DATA FOR THE TASK:
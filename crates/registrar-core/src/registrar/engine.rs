//! REGISTER processing (RFC 3261 §10)
//!
//! The pipeline runs in the order the RFCs layer their checks: outbound
//! flow handling (RFC 5626), GRUU negotiation (RFC 5627), scheme and time
//! parameters, then the per-contact update loop with its replacement table,
//! or the wildcard delete-all path. The contact set is committed with a
//! single `put`, so a failing contact aborts the whole REGISTER without
//! partial writes.

use std::net::IpAddr;
use std::time::Duration;

use base64::engine::general_purpose::STANDARD as BASE64;
use base64::Engine as _;
use tracing::debug;

use ferrosip_sip_core::{
    Aor, Contact, Method, Request, Response, Scheme, SipError, SipResult, Uri,
};

use crate::gruu::{hash_instance, TempGruuTerm};
use crate::registrar::{now_micros, now_secs, Registrar};
use crate::types::{ContactIndex, RegContact};

/// User-part prefix of synthesized flow-token Path entries. Wire-stable:
/// peers and edge proxies pattern-match on it.
const FLOW_TOKEN_PREFIX: &str = "NkF";

/// Result of the RFC 5626 pre-processing
#[derive(Debug, Clone, Copy, PartialEq, Eq)]
pub(crate) enum ObProc {
    /// One side does not support outbound; reg-id is ignored.
    Unsupported,
    /// Outbound negotiated but no flow was bound; reg-id is an error.
    False,
    /// A flow is bound (by us or an edge proxy on the Path).
    True,
}

/// Per-request parameters shared by every contact in the update loop
struct ContactCtx<'a> {
    aor: &'a Aor,
    ob: ObProc,
    gruu_proc: bool,
    default_expires: u32,
    now: u64,
    long_now: u64,
    path: &'a [Uri],
}

impl Registrar {
    /// Process a REGISTER request into its reply.
    pub async fn request(&self, req: &Request) -> SipResult<Response> {
        if req.method != Method::Register {
            return Err(SipError::InvalidRequest("Expected REGISTER".to_string()));
        }

        let (ob, path) = self.outbound_check(req)?;
        let gruu_proc = self.config.supports("gruu") && req.supports("gruu");

        let aor = Aor::from_uri(&req.to_uri);
        aor.check_scheme()?;

        let default_expires = req.expires.unwrap_or(self.config.default_expires);
        let now = now_secs();
        let long_now = now_micros();

        let mut current: Vec<RegContact> = self
            .store_get(&aor)
            .await?
            .into_iter()
            .filter(|c| c.is_live(now))
            .collect();

        // No contacts: a pure query of the current bindings.
        if req.contacts.is_empty() {
            return Ok(self.registration_reply(req, &current, &path, ob));
        }

        // Wildcard with zero expiry: delete-all, replay-protected.
        if req.contacts.len() == 1 && req.contacts[0].is_wildcard() && default_expires == 0 {
            for entry in &current {
                if entry.call_id == req.call_id && req.cseq <= entry.cseq {
                    return Err(SipError::InvalidRequest("Rejected Old CSeq".to_string()));
                }
            }
            self.store_del(&aor).await?;
            debug!(%aor, "wildcard deregistration removed AOR");
            return Ok(self.registration_reply(req, &[], &path, ob));
        }

        // At most one contact may bind a flow per REGISTER (RFC 5626 §6).
        let reg_id_bindings = req
            .contacts
            .iter()
            .filter(|c| c.reg_id().is_some() && c.expires().unwrap_or(default_expires) > 0)
            .count();
        if reg_id_bindings > 1 {
            return Err(SipError::InvalidRequest(
                "Several 'reg-id' Options".to_string(),
            ));
        }

        let ctx = ContactCtx {
            aor: &aor,
            ob,
            gruu_proc,
            default_expires,
            now,
            long_now,
            path: &path,
        };
        for contact in &req.contacts {
            self.apply_contact(req, contact, &mut current, &ctx)?;
        }

        if current.is_empty() {
            self.store_del(&aor).await?;
            debug!(%aor, "last binding removed, AOR deleted");
        } else {
            let max_expire = current.iter().map(|c| c.expire).max().unwrap_or(now);
            let ttl = max_expire.saturating_sub(now).max(self.config.min_ttl);
            self.store_put(&aor, current.clone(), Duration::from_secs(ttl))
                .await?;
            debug!(%aor, bindings = current.len(), ttl, "bindings committed");
        }
        Ok(self.registration_reply(req, &current, &path, ob))
    }

    /// RFC 5626 pre-processing: classify the request's outbound status and
    /// produce the Path set the binding will store (possibly with our own
    /// flow entry prepended).
    fn outbound_check(&self, req: &Request) -> SipResult<(ObProc, Vec<Uri>)> {
        if !(self.config.supports("outbound") && req.supports("outbound")) {
            return Ok((ObProc::Unsupported, req.path.clone()));
        }

        if req.via_count > 1 {
            // Already proxied: the edge proxy must have recorded the flow.
            let Some(nearest) = req.path.last() else {
                return Err(SipError::InvalidRequest("Path Needed".to_string()));
            };
            let ob = if nearest.has_param("ob") { ObProc::True } else { ObProc::False };
            return Ok((ob, req.path.clone()));
        }

        // First hop: bind the registration to our own flow, if one exists.
        let t = &req.transport;
        match self.flows.find_flow(t.proto, t.remote_ip, t.remote_port) {
            Some(token) => {
                let host = match t.listen_ip {
                    IpAddr::V4(ip) => ip.to_string(),
                    IpAddr::V6(ip) => format!("[{ip}]"),
                };
                let flow_uri = Uri::sip(host)
                    .with_user(format!("{FLOW_TOKEN_PREFIX}{}", BASE64.encode(&token)))
                    .with_port(t.listen_port)
                    .with_param("lr", None);
                debug!(flow = %flow_uri, "binding registration to local flow");
                let mut path = vec![flow_uri];
                path.extend(req.path.iter().cloned());
                Ok((ObProc::True, path))
            }
            None => Ok((ObProc::False, req.path.clone())),
        }
    }

    /// Apply one Contact header entry to the working set.
    fn apply_contact(
        &self,
        req: &Request,
        contact: &Contact,
        current: &mut Vec<RegContact>,
        ctx: &ContactCtx<'_>,
    ) -> SipResult<()> {
        // Contact sanity: no wildcard mixed into an update, no self-loop,
        // no GRUU pointing back at the AOR being registered.
        if contact.is_wildcard() {
            return Err(SipError::InvalidRequest("Invalid Contact".to_string()));
        }
        if Aor::from_uri(&contact.uri) == *ctx.aor {
            return Err(SipError::Forbidden("Invalid Contact".to_string()));
        }
        if contact.uri.has_param("gr") {
            if let Some(user) = &contact.uri.user {
                if let Some(term) = self.gruu.decrypt_term(user) {
                    if term.aor == *ctx.aor {
                        return Err(SipError::Forbidden("Invalid Contact".to_string()));
                    }
                }
            }
        }

        // Expiry negotiation: short-but-not-tiny intervals are rejected,
        // oversized ones clamped.
        let mut expires = contact.expires().unwrap_or(ctx.default_expires);
        if expires > 0 && expires < 3600 && expires < self.config.min_expires {
            return Err(SipError::IntervalTooBrief(self.config.min_expires));
        }
        if expires > self.config.max_expires {
            expires = self.config.max_expires;
        }

        let q = contact.q().unwrap_or(1.0);
        if q <= 0.0 {
            return Err(SipError::InvalidRequest("Invalid Q Value".to_string()));
        }
        let q = q.min(1.0);

        let instance_id = contact.instance().map(hash_instance).unwrap_or_default();

        let mut reg_id = contact.reg_id().unwrap_or_default().to_string();
        if !reg_id.is_empty() {
            if ctx.ob == ObProc::Unsupported || instance_id.is_empty() {
                // Not negotiated: the parameter is ignored, not an error.
                reg_id.clear();
            } else if ctx.ob == ObProc::False {
                return Err(SipError::FirstHopLacksOutbound);
            }
        }

        let index = if reg_id.is_empty() {
            ContactIndex::net_from_uri(&contact.uri)
        } else {
            ContactIndex::Ob {
                instance_id: instance_id.clone(),
                reg_id: reg_id.clone(),
            }
        };

        // Replacement table, keyed by index within the live set.
        let slot = current.iter().position(|c| c.index == index);
        let (slot, min_tmp_pos, next_tmp_pos) = match slot {
            None => {
                if expires == 0 {
                    return Ok(());
                }
                (None, 0, 0)
            }
            Some(i) => {
                let prior = &current[i];
                if prior.call_id == req.call_id && req.cseq <= prior.cseq {
                    return Err(SipError::InvalidRequest("Rejected Old CSeq".to_string()));
                }
                let (min_tmp, next_tmp) = if prior.call_id == req.call_id {
                    (prior.min_tmp_pos, prior.next_tmp_pos)
                } else {
                    // Call-ID changed: invalidate every temp GRUU minted
                    // under the old registration.
                    (prior.next_tmp_pos, prior.next_tmp_pos)
                };
                if expires == 0 {
                    current.remove(i);
                    return Ok(());
                }
                (Some(i), min_tmp, next_tmp)
            }
        };

        let mut stored = contact.clone();
        stored.set_param("expires", Some(&expires.to_string()));

        let mut next_tmp_pos = next_tmp_pos;
        if ctx.gruu_proc && !instance_id.is_empty() && reg_id.is_empty() {
            if contact.uri.scheme != Scheme::Sip {
                return Err(SipError::Forbidden("Invalid Contact".to_string()));
            }
            let pub_gruu = ctx.aor.to_uri().with_param("gr", Some(&instance_id));
            stored.set_param("pub-gruu", Some(&format!("\"<{pub_gruu}>\"")));

            let term = TempGruuTerm {
                aor: ctx.aor.clone(),
                instance_id: instance_id.clone(),
                pos: next_tmp_pos,
            };
            let tmp_user = self.gruu.encrypt_term(&term);
            stored.set_param(
                "temp-gruu",
                Some(&format!("\"<sip:{tmp_user}@{};gr>\"", ctx.aor.domain)),
            );
            next_tmp_pos += 1;
        }

        let built = RegContact {
            index,
            contact: stored,
            updated: ctx.long_now,
            expire: ctx.now + u64::from(expires),
            q,
            call_id: req.call_id.clone(),
            cseq: req.cseq,
            transport: req.transport,
            path: ctx.path.to_vec(),
            instance_id,
            reg_id,
            min_tmp_pos,
            next_tmp_pos,
        };
        match slot {
            Some(i) => current[i] = built,
            None => current.push(built),
        }
        Ok(())
    }

    fn registration_reply(
        &self,
        req: &Request,
        contacts: &[RegContact],
        path: &[Uri],
        ob: ObProc,
    ) -> Response {
        let mut resp = Response::new(200, req);
        resp.contacts = contacts.iter().map(|c| c.contact.clone()).collect();
        resp.supported = self.config.supported.clone();
        resp.path = path.to_vec();
        if ob == ObProc::True && contacts.iter().any(|c| !c.reg_id.is_empty()) {
            resp.require.push("outbound".to_string());
        }
        resp
    }
}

PROBLEM STATEMENT:
Could you restate, word for word, the lines above from the one with "let reg_id_bindings = req" to the one with "let t = &req.transport;", both included?

TASK ANSWER:
        let reg_id_bindings = req
            .contacts
            .iter()
            .filter(|c| c.reg_id().is_some() && c.expires().unwrap_or(default_expires) > 0)
            .count();
        if reg_id_bindings > 1 {
            return Err(SipError::InvalidRequest(
                "Several 'reg-id' Options".to_string(),
            ));
        }

        let ctx = ContactCtx {
            aor: &aor,
            ob,
            gruu_proc,
            default_expires,
            now,
            long_now,
            path: &path,
        };
        for contact in &req.contacts {
            self.apply_contact(req, contact, &mut current, &ctx)?;
        }

        if current.is_empty() {
            self.store_del(&aor).await?;
            debug!(%aor, "last binding removed, AOR deleted");
        } else {
            let max_expire = current.iter().map(|c| c.expire).max().unwrap_or(now);
            let ttl = max_expire.saturating_sub(now).max(self.config.min_ttl);
            self.store_put(&aor, current.clone(), Duration::from_secs(ttl))
                .await?;
            debug!(%aor, bindings = current.len(), ttl, "bindings committed");
        }
        Ok(self.registration_reply(req, &current, &path, ob))
    }

    /// RFC 5626 pre-processing: classify the request's outbound status and
    /// produce the Path set the binding will store (possibly with our own
    /// flow entry prepended).
    fn outbound_check(&self, req: &Request) -> SipResult<(ObProc, Vec<Uri>)> {
        if !(self.config.supports("outbound") && req.supports("outbound")) {
            return Ok((ObProc::Unsupported, req.path.clone()));
        }

        if req.via_count > 1 {
            // Already proxied: the edge proxy must have recorded the flow.
            let Some(nearest) = req.path.last() else {
                return Err(SipError::InvalidRequest("Path Needed".to_string()));
            };
            let ob = if nearest.has_param("ob") { ObProc::True } else { ObProc::False };
            return Ok((ob, req.path.clone()));
        }

        // First hop: bind the registration to our own flow, if one exists.
        let t = &req.transport;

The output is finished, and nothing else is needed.